Когда начал публиковаться Франц Кафка, среди первых отзывов были такие: «Появился молодой автор, пишет в манере Роберта Вальзера». «Это плохая карьера, но только плохая карьера может дать миру свет». Франц Кафка о Симоне Таннере Роман «Семейство Таннер» (1907) известнейшего швейцарского писателя Роберта Вальзера (1878–1956) можно назвать образцом классической литературы. Эта книга чем-то похожа на плутовской роман.
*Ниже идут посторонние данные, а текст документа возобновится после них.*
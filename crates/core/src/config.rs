//! Analysis configuration
//!
//! Flags are read from the process environment once, when the caller builds
//! the config at startup, and then passed explicitly into the analyzer.

use std::env;

pub const ENV_CHAINING: &str = "CHESS_COACH_MOTIF_CHAINING";
pub const ENV_CHAINING_TIER2: &str = "CHESS_COACH_MOTIF_CHAINING_TIER2";
pub const ENV_MATE_PLIES: &str = "CHESS_COACH_MATE_PLIES";
pub const ENV_MATE_NODES: &str = "CHESS_COACH_MATE_NODES";

pub const DEFAULT_MATE_PLIES: u32 = 3;
pub const DEFAULT_MATE_NODES: u64 = 200_000;

#[derive(Debug, Clone, Copy, PartialEq, Eq)]
pub struct MotifConfig {
    /// Link motifs to the motifs that directly enable them.
    pub chain_tier1: bool,
    /// Also link second-order relations. Inert without `chain_tier1`.
    pub chain_tier2: bool,
    /// Ply bound for the forced-mate probe (mating side plies are the odd ones).
    pub mate_probe_plies: u32,
    /// Node budget for the forced-mate probe.
    pub mate_probe_nodes: u64,
}

impl Default for MotifConfig {
    fn default() -> Self {
        Self {
            chain_tier1: false,
            chain_tier2: false,
            mate_probe_plies: DEFAULT_MATE_PLIES,
            mate_probe_nodes: DEFAULT_MATE_NODES,
        }
    }
}

impl MotifConfig {
    pub fn from_env() -> Self {
        let defaults = Self::default();
        Self {
            chain_tier1: env_flag(ENV_CHAINING),
            chain_tier2: env_flag(ENV_CHAINING_TIER2),
            mate_probe_plies: env_number(ENV_MATE_PLIES).unwrap_or(defaults.mate_probe_plies),
            mate_probe_nodes: env_number(ENV_MATE_NODES).unwrap_or(defaults.mate_probe_nodes),
        }
        .normalized()
    }

    pub fn with_chaining(mut self, tier1: bool, tier2: bool) -> Self {
        self.chain_tier1 = tier1;
        self.chain_tier2 = tier2;
        self.normalized()
    }

    /// Tier 2 without tier 1 is turned off rather than rejected.
    pub fn normalized(mut self) -> Self {
        if !self.chain_tier1 {
            self.chain_tier2 = false;
        }
        self
    }
}

fn parse_flag(value: &str) -> bool {
    matches!(
        value.trim().to_ascii_lowercase().as_str(),
        "1" | "true" | "yes" | "on"
    )
}

fn env_flag(name: &str) -> bool {
    env::var(name).map(|v| parse_flag(&v)).unwrap_or(false)
}

fn env_number<T: std::str::FromStr>(name: &str) -> Option<T> {
    env::var(name).ok().and_then(|v| v.trim().parse().ok())
}
//! PGN file parsing functionality

use pgn_reader::{RawTag, SanPlus, Skip, Visitor};
use shakmaty::{Chess, Position};
use std::fs;
use std::io::Cursor;
use std::ops::ControlFlow;
use std::path::Path;

use crate::error::{Error, Result};
use crate::notation::move_to_uci;
use crate::position::load_fen;

/// Represents a parsed chess game
#[derive(Debug, Clone)]
pub struct PgnGame {
    pub event: Option<String>,
    pub white: Option<String>,
    pub black: Option<String>,
    pub result: Option<String>,
    /// Start position from the `[FEN]` tag, if the game did not begin from
    /// the standard setup.
    pub start_fen: Option<String>,
    pub moves: Vec<String>,
    /// Last move played, in UCI.
    pub last_move: Option<String>,
    pub final_position: Chess,
}

impl PgnGame {
    pub fn move_count(&self) -> usize {
        self.moves.len()
    }

    pub fn summary(&self) -> String {
        let white = self.white.as_deref().unwrap_or("Unknown");
        let black = self.black.as_deref().unwrap_or("Unknown");
        let result = self.result.as_deref().unwrap_or("*");
        format!("{} vs {} - {}", white, black, result)
    }
}

#[derive(Default)]
struct GameTags {
    event: Option<String>,
    white: Option<String>,
    black: Option<String>,
    result: Option<String>,
    fen: Option<String>,
}

struct GameMoves {
    tags: GameTags,
    moves: Vec<String>,
    last_move: Option<String>,
    current_position: Chess,
    failure: Option<String>,
}

struct GameParser;

impl Visitor for GameParser {
    type Tags = GameTags;
    type Movetext = GameMoves;
    type Output = Option<PgnGame>;

    fn begin_tags(&mut self) -> ControlFlow<Self::Output, Self::Tags> {
        ControlFlow::Continue(GameTags::default())
    }

    fn tag(
        &mut self,
        tags: &mut Self::Tags,
        name: &[u8],
        value: RawTag<'_>,
    ) -> ControlFlow<Self::Output> {
        let name_str = String::from_utf8_lossy(name);
        let value_str = value.decode_utf8_lossy().to_string();

        match name_str.as_ref() {
            "Event" => tags.event = Some(value_str),
            "White" => tags.white = Some(value_str),
            "Black" => tags.black = Some(value_str),
            "Result" => tags.result = Some(value_str),
            "FEN" => tags.fen = Some(value_str),
            _ => {}
        }

        ControlFlow::Continue(())
    }

    fn begin_movetext(&mut self, tags: Self::Tags) -> ControlFlow<Self::Output, Self::Movetext> {
        let (current_position, failure) = match tags.fen.as_deref() {
            Some(fen) => match load_fen(fen) {
                Ok(pos) => (pos, None),
                Err(e) => (Chess::default(), Some(e.to_string())),
            },
            None => (Chess::default(), None),
        };

        ControlFlow::Continue(GameMoves {
            tags,
            moves: Vec::new(),
            last_move: None,
            current_position,
            failure,
        })
    }

    fn san(&mut self, movetext: &mut Self::Movetext, san: SanPlus) -> ControlFlow<Self::Output> {
        if movetext.failure.is_some() {
            return ControlFlow::Continue(());
        }

        movetext.moves.push(san.san.to_string());

        match san.san.to_move(&movetext.current_position) {
            Ok(m) => {
                let uci = move_to_uci(&m);
                match movetext.current_position.clone().play(m) {
                    Ok(new_pos) => {
                        movetext.current_position = new_pos;
                        movetext.last_move = Some(uci);
                    }
                    Err(e) => movetext.failure = Some(format!("{}: {}", san, e)),
                }
            }
            Err(e) => movetext.failure = Some(format!("{}: {}", san, e)),
        }

        ControlFlow::Continue(())
    }

    fn begin_variation(
        &mut self,
        _movetext: &mut Self::Movetext,
    ) -> ControlFlow<Self::Output, Skip> {
        ControlFlow::Continue(Skip(true))
    }

    fn end_game(&mut self, movetext: Self::Movetext) -> Self::Output {
        if let Some(reason) = movetext.failure {
            tracing::warn!(
                white = movetext.tags.white.as_deref().unwrap_or("?"),
                black = movetext.tags.black.as_deref().unwrap_or("?"),
                reason = %reason,
                "skipping unplayable game"
            );
            return None;
        }

        Some(PgnGame {
            event: movetext.tags.event,
            white: movetext.tags.white,
            black: movetext.tags.black,
            result: movetext.tags.result,
            start_fen: movetext.tags.fen,
            moves: movetext.moves,
            last_move: movetext.last_move,
            final_position: movetext.current_position,
        })
    }
}

pub fn parse_pgn_file<P: AsRef<Path>>(path: P) -> Result<Vec<PgnGame>> {
    let contents = fs::read_to_string(path)?;
    parse_pgn_string(&contents)
}

/// Parse every game in `pgn`. Games whose moves cannot be replayed are
/// skipped; an input with no playable game at all is an error.
pub fn parse_pgn_string(pgn: &str) -> Result<Vec<PgnGame>> {
    let mut parser = GameParser;
    let mut games: Vec<PgnGame> = Vec::new();

    let cursor = Cursor::new(pgn.as_bytes());
    let mut reader = pgn_reader::Reader::new(cursor);

    loop {
        match reader.read_game(&mut parser) {
            Ok(Some(maybe_game)) => {
                if let Some(game) = maybe_game {
                    games.push(game);
                }
            }
            Ok(None) => break,
            Err(e) => return Err(Error::Pgn(e.to_string())),
        }
    }

    if games.is_empty() {
        Err(Error::Pgn("no playable games found".to_string()))
    } else {
        tracing::debug!(games = games.len(), "parsed PGN");
        Ok(games)
    }
}
//! Game input

pub mod pgn;

pub use pgn::{parse_pgn_file, parse_pgn_string, PgnGame};
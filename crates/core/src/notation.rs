//! Move notation and serde helpers for shakmaty vocabulary types
//!
//! Reports are consumed as JSON by the coaching pipeline, so squares render as
//! `"e4"`, pieces as FEN letters (`"N"` white knight, `"n"` black knight) and
//! colors as `"white"` / `"black"`.

use serde::Serializer;
use shakmaty::{CastlingMode, Color, Move, Piece, Square};

/// UCI text for a move, castling written as the king's destination
/// (`e1g1`).
pub fn move_to_uci(mv: &Move) -> String {
    mv.to_uci(CastlingMode::Standard).to_string()
}

pub fn color_name(color: Color) -> &'static str {
    match color {
        Color::White => "white",
        Color::Black => "black",
    }
}

pub mod square {
    use super::*;

    pub fn serialize<S: Serializer>(square: &Square, s: S) -> Result<S::Ok, S::Error> {
        s.collect_str(square)
    }
}

pub mod squares {
    use super::*;

    pub fn serialize<S: Serializer>(squares: &[Square], s: S) -> Result<S::Ok, S::Error> {
        s.collect_seq(squares.iter().map(|sq| sq.to_string()))
    }
}

pub mod piece {
    use super::*;

    pub fn serialize<S: Serializer>(piece: &Piece, s: S) -> Result<S::Ok, S::Error> {
        s.collect_str(&piece.char())
    }
}

pub mod optional_piece {
    use super::*;

    pub fn serialize<S: Serializer>(piece: &Option<Piece>, s: S) -> Result<S::Ok, S::Error> {
        match piece {
            Some(p) => s.serialize_some(&p.char().to_string()),
            None => s.serialize_none(),
        }
    }
}

pub mod color {
    use super::*;

    pub fn serialize<S: Serializer>(color: &Color, s: S) -> Result<S::Ok, S::Error> {
        s.serialize_str(color_name(*color))
    }
}
//! Motif records and the aggregate report

use std::collections::BTreeMap;
use std::fmt;

use serde::{Deserialize, Serialize, Serializer};
use shakmaty::{Color, Piece, Square};

use crate::notation;

/// Tactics whose best-defence balance is at least this (centipawns) are
/// sound. Even trades count as sound.
pub const SOUNDNESS_TOLERANCE: i32 = -50;

/// Balance credited to a tactic that ends in forced mate.
pub const MATE_VALUE: i32 = 32_000;

/// The closed set of motif kinds.
#[derive(Debug, Clone, Copy, PartialEq, Eq, PartialOrd, Ord, Hash, Serialize, Deserialize)]
#[serde(rename_all = "snake_case")]
pub enum MotifKind {
    Pin,
    Fork,
    Skewer,
    HangingPiece,
    DiscoveredAttack,
    DoubleCheck,
    TrappedPiece,
    MatePattern,
    MateThreat,
    BackRankWeakness,
    XRayAttack,
    XRayDefense,
    ExposedKing,
    OverloadedPiece,
    CapturableDefender,
}

impl MotifKind {
    pub fn as_str(&self) -> &'static str {
        match self {
            MotifKind::Pin => "pin",
            MotifKind::Fork => "fork",
            MotifKind::Skewer => "skewer",
            MotifKind::HangingPiece => "hanging_piece",
            MotifKind::DiscoveredAttack => "discovered_attack",
            MotifKind::DoubleCheck => "double_check",
            MotifKind::TrappedPiece => "trapped_piece",
            MotifKind::MatePattern => "mate_pattern",
            MotifKind::MateThreat => "mate_threat",
            MotifKind::BackRankWeakness => "back_rank_weakness",
            MotifKind::XRayAttack => "xray_attack",
            MotifKind::XRayDefense => "xray_defense",
            MotifKind::ExposedKing => "exposed_king",
            MotifKind::OverloadedPiece => "overloaded_piece",
            MotifKind::CapturableDefender => "capturable_defender",
        }
    }
}

/// Position of a motif inside its kind's list, e.g. `fork#0`.
#[derive(Debug, Clone, Copy, PartialEq, Eq, PartialOrd, Ord, Hash)]
pub struct MotifId {
    pub kind: MotifKind,
    pub index: usize,
}

impl MotifId {
    pub fn new(kind: MotifKind, index: usize) -> Self {
        Self { kind, index }
    }
}

impl fmt::Display for MotifId {
    fn fmt(&self, f: &mut fmt::Formatter<'_>) -> fmt::Result {
        write!(f, "{}#{}", self.kind.as_str(), self.index)
    }
}

impl Serialize for MotifId {
    fn serialize<S: Serializer>(&self, s: S) -> Result<S::Ok, S::Error> {
        s.collect_str(self)
    }
}
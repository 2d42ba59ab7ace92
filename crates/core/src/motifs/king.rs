//! King-centred motifs: double check, back-rank weakness, exposed king

use shakmaty::{attacks, Board, Chess, Color, Position, Square};

use crate::geometry::{attackers, back_rank, distance, ray_between, relative_rank};
use crate::position::Phase;
use crate::structure::KingSafety;

use super::types::{BackRankWeakness, DoubleCheck, ExposedKing};

/// Shield pawns at or below this count leave the king open.
const EXPOSED_SHIELD_MAX: u32 = 1;
/// Enemy piece attacks on the king zone needed to call it exposed.
const EXPOSED_ATTACKS_MIN: u32 = 3;

pub fn find_double_check(pos: &Chess) -> Option<DoubleCheck> {
    let checkers = pos.checkers();
    if checkers.count() < 2 {
        return None;
    }
    let king_square = pos.board().king_of(pos.turn())?;
    Some(DoubleCheck {
        king_square,
        checking_squares: checkers.into_iter().collect(),
    })
}

/// A king boxed in on its back rank facing enemy heavy pieces, with the
/// back-rank squares that have a clear line to it.
#[derive(Debug, Clone, PartialEq, Eq)]
pub struct BackRankGuard {
    pub color: Color,
    pub king: Square,
    pub line_squares: Vec<Square>,
}

impl BackRankGuard {
    /// Whether the enemy can land on `square` without the king simply
    /// taking the intruder.
    fn king_covers(&self, board: &Board, square: Square) -> bool {
        distance(self.king, square) == 1 && attackers(board, square, !self.color).count() < 2
    }

    /// Friendly pieces other than the king defending `square`.
    pub fn guards_of(&self, board: &Board, square: Square) -> Vec<Square> {
        if self.king_covers(board, square) {
            return vec![self.king];
        }
        (attackers(board, square, self.color) & !board.kings()).into_iter().collect()
    }
}

pub fn back_rank_guard(board: &Board, color: Color) -> Option<BackRankGuard> {
    let king = board.king_of(color)?;
    if king.rank() != back_rank(color) {
        return None;
    }
    let enemy_heavy = (board.rooks() | board.queens()) & board.by_color(!color);
    if enemy_heavy.is_empty() {
        return None;
    }

    let has_luft = (attacks::king_attacks(king) & !board.by_color(color))
        .into_iter()
        .filter(|&sq| relative_rank(color, sq) == 1)
        .any(|sq| attackers(board, sq, !color).is_empty());
    if has_luft {
        return None;
    }

    let line_squares = Square::ALL
        .into_iter()
        .filter(|&sq| sq.rank() == king.rank() && sq != king)
        .filter(|&sq| !board.by_color(color).contains(sq))
        .filter(|&sq| {
            ray_between(sq, king)
                .is_some_and(|between| between.iter().all(|b| !board.occupied().contains(*b)))
        })
        .collect::<Vec<_>>();
    if line_squares.is_empty() {
        return None;
    }

    Some(BackRankGuard { color, king, line_squares })
}

pub fn find_back_rank_weaknesses(board: &Board) -> Vec<BackRankWeakness> {
    [Color::White, Color::Black]
        .into_iter()
        .filter_map(|color| {
            let guard = back_rank_guard(board, color)?;
            let entry_squares: Vec<Square> = guard
                .line_squares
                .iter()
                .copied()
                .filter(|&sq| guard.guards_of(board, sq).is_empty())
                .collect();
            if entry_squares.is_empty() {
                return None;
            }
            Some(BackRankWeakness {
                color,
                king_square: guard.king,
                rank: u32::from(guard.king.rank()) + 1,
                entry_squares,
            })
        })
        .collect()
}

/// Kings with a thin pawn shield and heavy enemy pressure on the squares
/// around them. Not reported in the endgame, where an active king is normal.
pub fn find_exposed_kings(safety: &[KingSafety], phase: Phase) -> Vec<ExposedKing> {
    if phase == Phase::Endgame {
        return Vec::new();
    }
    safety
        .iter()
        .filter(|k| k.shield_pawns <= EXPOSED_SHIELD_MAX && k.enemy_attacks >= EXPOSED_ATTACKS_MIN)
        .map(|k| ExposedKing {
            color: k.color,
            king_square: k.king_square,
            shield_pawns: k.shield_pawns,
            attacked_adjacent_squares: k.attacked_adjacent_squares,
            enemy_attacks: k.enemy_attacks,
        })
        .collect()
}

#[cfg(test)]
mod tests {
    use super::*;
    use crate::position::load_fen;
    use crate::structure::{castling_state, king_safety, square_control};

    #[test]
    fn test_double_check() {
        // Knight on f6 and rook on e1 both check the e8 king.
        let pos = load_fen("4k3/8/5N2/8/8/8/8/4RK2 b - - 0 1").unwrap();
        let double = find_double_check(&pos).unwrap();
        assert_eq!(double.king_square, Square::E8);
        assert_eq!(double.checking_squares, vec![Square::E1, Square::F6]);
    }

    #[test]
    fn test_single_check_is_not_double() {
        let pos = load_fen("4k3/8/8/8/8/8/8/4RK2 b - - 0 1").unwrap();
        assert!(find_double_check(&pos).is_none());
    }

    #[test]
    fn test_back_rank_weakness() {
        let pos = load_fen("6k1/5ppp/8/8/8/8/5PPP/R5K1 w - - 0 1").unwrap();
        let weaknesses = find_back_rank_weaknesses(pos.board());
        assert_eq!(weaknesses.len(), 1);
        let weakness = &weaknesses[0];
        assert_eq!(weakness.color, Color::Black);
        assert_eq!(weakness.king_square, Square::G8);
        assert_eq!(weakness.rank, 8);
        assert!(weakness.entry_squares.contains(&Square::A8));
        // f8 sits next to the king, which takes an unsupported intruder.
        assert!(!weakness.entry_squares.contains(&Square::F8));
    }

    #[test]
    fn test_luft_removes_weakness() {
        let pos = load_fen("6k1/5pp1/7p/8/8/8/5PPP/R5K1 w - - 0 1").unwrap();
        assert!(find_back_rank_weaknesses(pos.board()).is_empty());
    }

    #[test]
    fn test_guarded_back_rank_is_not_weak() {
        // The d8 rook covers e8; the king covers f8 and h8.
        let pos = load_fen("3r2k1/5ppp/8/8/8/8/5PPP/R5K1 w - - 0 1").unwrap();
        assert!(find_back_rank_weaknesses(pos.board()).is_empty());
    }

    #[test]
    fn test_exposed_king() {
        // Black king on g8 with no pawns in front; knight and queen bear on
        // its zone.
        let pos = load_fen("6k1/8/5N2/7Q/8/8/1B6/6K1 b - - 0 1").unwrap();
        let board = pos.board();
        let control = square_control(board);
        let safety = king_safety(board, &control, &castling_state(board));
        let exposed = find_exposed_kings(&safety, Phase::Middlegame);
        assert_eq!(exposed.len(), 1);
        assert_eq!(exposed[0].color, Color::Black);
        assert!(find_exposed_kings(&safety, Phase::Endgame).is_empty());
    }
}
Симон, ее неугомонный герой, скитается по свету, меняет места работы, набирается опыта, жизненных впечатлений.
"Разбойник" (1925) Роберта Вальзера — лабиринт невесомых любовных связей, праздных прогулок, кофейных ложечек, поцелуев в коленку, а сам главный герой то небрежно беседует с политиками, то превращается в служанку мальчика в коротких штанишках, и наряд разбойника с пистолетом за поясом ему так же к лицу, как миловидный белый фартук. За облачной легкостью романа сквозит не черная, но розовая меланхолия. Однако Вальзер записал это пустяковое повествование почти тайнописью: микроскопическим почерком на обрезках картона и оберточной бумаги.
«В романах "Мистер Бантинг" (1940) и "Мистер Бантинг в дни войны" (1941), объединенных под общим названием "Мистер Бантинг в дни мира и войны", английский патриотизм воплощен в образе недалекого обывателя, чем затушевывается вопрос о целях и задачах Великобритании во 2-й мировой войне.»В книге представлено жизнеописание средней английской семьи в период незадолго до Второй мировой войны и в начале войны.
В книге рассказывается история главного героя, который сталкивается с различными проблемами и препятствиями на протяжении всего своего путешествия. По пути он встречает множество второстепенных персонажей, которые играют важные роли в истории. Благодаря опыту главного героя книга исследует такие темы, как любовь, потеря, надежда и стойкость. По мере того, как главный герой преодолевает свои трудности, он усваивает ценные уроки жизни и растет как личность.
В книге рассказывается история главного героя, который сталкивается с различными проблемами и препятствиями на протяжении всего своего путешествия. По пути он встречает множество второстепенных персонажей, которые играют важные роли в истории. Благодаря опыту главного героя книга исследует такие темы, как любовь, потеря, надежда и стойкость. По мере того, как главный герой преодолевает свои трудности, он усваивает ценные уроки жизни и растет как личность.
В очередной том собрания сочинений Джека Лондона вошли повести и рассказы. «Белый Клык» — одно из лучших в мировой литературе произведений о братьях наших меньших. Повесть «Путешествие на „Ослепительном“» имеет автобиографическую основу и дает представление об истоках формирования американского национального характера, так же как и цикл рассказов «Любовь к жизни».
Прошла почти четверть века с тех пор, как Абенхакан Эль Бохари, царь нилотов, погиб в центральной комнате своего необъяснимого дома-лабиринта. Несмотря на то, что обстоятельства его смерти были известны, логику событий полиция в свое время постичь не смогла…
Цирил Космач (1910–1980) — один из выдающихся прозаиков современной Югославии. Творчество писателя связано с судьбой его родины, Словении.Новеллы Ц. Космача написаны то с горечью, то с юмором, но всегда с любовью и с верой в творческое начало народа — неиссякаемый источник добра и красоты.